══ Extracted information ══

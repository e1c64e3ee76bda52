//! Path template compilation.

use regex::Regex;
use std::collections::HashMap;
use std::sync::LazyLock;

use crate::error::{DispatchError, Result};

/// Matches a `:name` token inside a template.
static TOKEN: LazyLock<Regex> =
    LazyLock::new(|| Regex::new(r":(\w+)").expect("token regex is valid"));

/// Capture group emitted in place of each token.
const VARIABLE_GROUP: &str = r"(\w+)";

/// A piece of a parsed template.
#[derive(Debug, Clone, PartialEq, Eq)]
pub enum Segment {
    /// Literal text, matched as-is.
    Literal(String),
    /// A `:name` variable.
    Variable(String),
}

/// A compiled path template.
#[derive(Debug, Clone)]
pub struct PathPattern {
    /// The original template string.
    template: String,
    /// Parsed segments, in template order.
    segments: Vec<Segment>,
    /// Anchored matcher.
    regex: Regex,
    /// Variable names, one per capture group, in scan order.
    variables: Vec<String>,
}

impl PathPattern {
    /// Compiles a path template.
    ///
    /// Every `:name` token (a colon followed by word characters) becomes a
    /// capture group for one or more word characters. Everything else is
    /// matched literally. The resulting matcher only accepts full-string
    /// matches.
    ///
    /// # Example
    ///
    /// ```
    /// use oxide_dispatch::PathPattern;
    ///
    /// let pattern = PathPattern::compile("/a/:x/b/:y").unwrap();
    /// assert_eq!(pattern.variables(), ["x", "y"]);
    /// let bound = pattern.match_path("/a/1/b/2").unwrap();
    /// assert_eq!(bound, vec![("x", "1"), ("y", "2")]);
    /// ```
    ///
    /// # Errors
    ///
    /// Returns [`DispatchError::InvalidPattern`] if the generated matcher is
    /// rejected by the regex engine.
    pub fn compile(template: &str) -> Result<Self> {
        let mut segments = Vec::new();
        let mut variables = Vec::new();
        let mut source = String::from("^");
        let mut last = 0;

        for caps in TOKEN.captures_iter(template) {
            let (Some(token), Some(name)) = (caps.get(0), caps.get(1)) else {
                continue;
            };
            push_literal(&mut source, &mut segments, &template[last..token.start()]);
            source.push_str(VARIABLE_GROUP);
            segments.push(Segment::Variable(name.as_str().to_string()));
            variables.push(name.as_str().to_string());
            last = token.end();
        }
        push_literal(&mut source, &mut segments, &template[last..]);
        source.push('$');

        let regex = Regex::new(&source).map_err(|source| DispatchError::InvalidPattern {
            template: template.to_string(),
            source,
        })?;
        debug_assert_eq!(regex.captures_len() - 1, variables.len());

        Ok(Self {
            template: template.to_string(),
            segments,
            regex,
            variables,
        })
    }

    /// Returns the captured values, in variable order, if `path` matches.
    pub fn captures<'p>(&self, path: &'p str) -> Option<Vec<&'p str>> {
        let caps = self.regex.captures(path)?;
        Some(
            caps.iter()
                .skip(1)
                .map(|m| m.map_or("", |m| m.as_str()))
                .collect(),
        )
    }

    /// Matches `path` and pairs each variable name with its captured value.
    pub fn match_path<'s, 'p>(&'s self, path: &'p str) -> Option<Vec<(&'s str, &'p str)>> {
        let values = self.captures(path)?;
        Some(
            self.variables
                .iter()
                .map(String::as_str)
                .zip(values)
                .collect(),
        )
    }

    /// Returns true if `path` matches this pattern.
    pub fn is_match(&self, path: &str) -> bool {
        self.regex.is_match(path)
    }

    /// Returns the original template string.
    pub fn template(&self) -> &str {
        &self.template
    }

    /// Returns the variable names in the order they appear.
    pub fn variables(&self) -> &[String] {
        &self.variables
    }

    /// Returns the parsed segments.
    pub fn segments(&self) -> &[Segment] {
        &self.segments
    }

    /// Returns the matcher source, including anchors.
    pub fn as_regex_str(&self) -> &str {
        self.regex.as_str()
    }

    /// Builds a concrete path by substituting variable values.
    ///
    /// Returns `None` if any variable has no value.
    ///
    /// # Example
    ///
    /// ```
    /// use std::collections::HashMap;
    /// use oxide_dispatch::PathPattern;
    ///
    /// let pattern = PathPattern::compile("/books/:id").unwrap();
    /// let values: HashMap<String, String> =
    ///     [("id".to_string(), "42".to_string())].into_iter().collect();
    /// assert_eq!(pattern.reverse(&values).as_deref(), Some("/books/42"));
    /// ```
    pub fn reverse(&self, values: &HashMap<String, String>) -> Option<String> {
        let mut path = String::new();
        for segment in &self.segments {
            match segment {
                Segment::Literal(s) => path.push_str(s),
                Segment::Variable(name) => path.push_str(values.get(name)?),
            }
        }
        Some(path)
    }
}

fn push_literal(source: &mut String, segments: &mut Vec<Segment>, literal: &str) {
    if literal.is_empty() {
        return;
    }
    source.push_str(&regex::escape(literal));
    segments.push(Segment::Literal(literal.to_string()));
}
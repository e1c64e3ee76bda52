//! Error types for route registration and dispatch.

use thiserror::Error;

/// Dispatch-specific errors.
#[derive(Debug, Error)]
pub enum DispatchError {
    /// The generated matcher for a template was rejected by the regex engine.
    #[error("invalid path pattern {template:?}: {source}")]
    InvalidPattern {
        template: String,
        #[source]
        source: regex::Error,
    },

    /// A route was registered after the registry was finalized.
    #[error("registry is frozen, cannot register {template:?}")]
    RegistryFrozen { template: String },

    /// Two named routes share a name.
    #[error("duplicate route name: {0}")]
    DuplicateRouteName(String),

    /// A method string does not name a supported verb.
    #[error("unknown verb: {0}")]
    UnknownVerb(String),

    /// Dispatcher configuration could not be parsed.
    #[error("invalid dispatcher configuration: {0}")]
    InvalidConfig(#[from] serde_json::Error),

    /// A required handler argument has no value.
    #[error("missing parameter: {0}")]
    MissingParameter(String),
}

/// Result type alias for dispatch operations.
pub type Result<T> = std::result::Result<T, DispatchError>;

═══

What is needed is a single figure, the number of lines in the entries above that contain "original".

**Task output**
2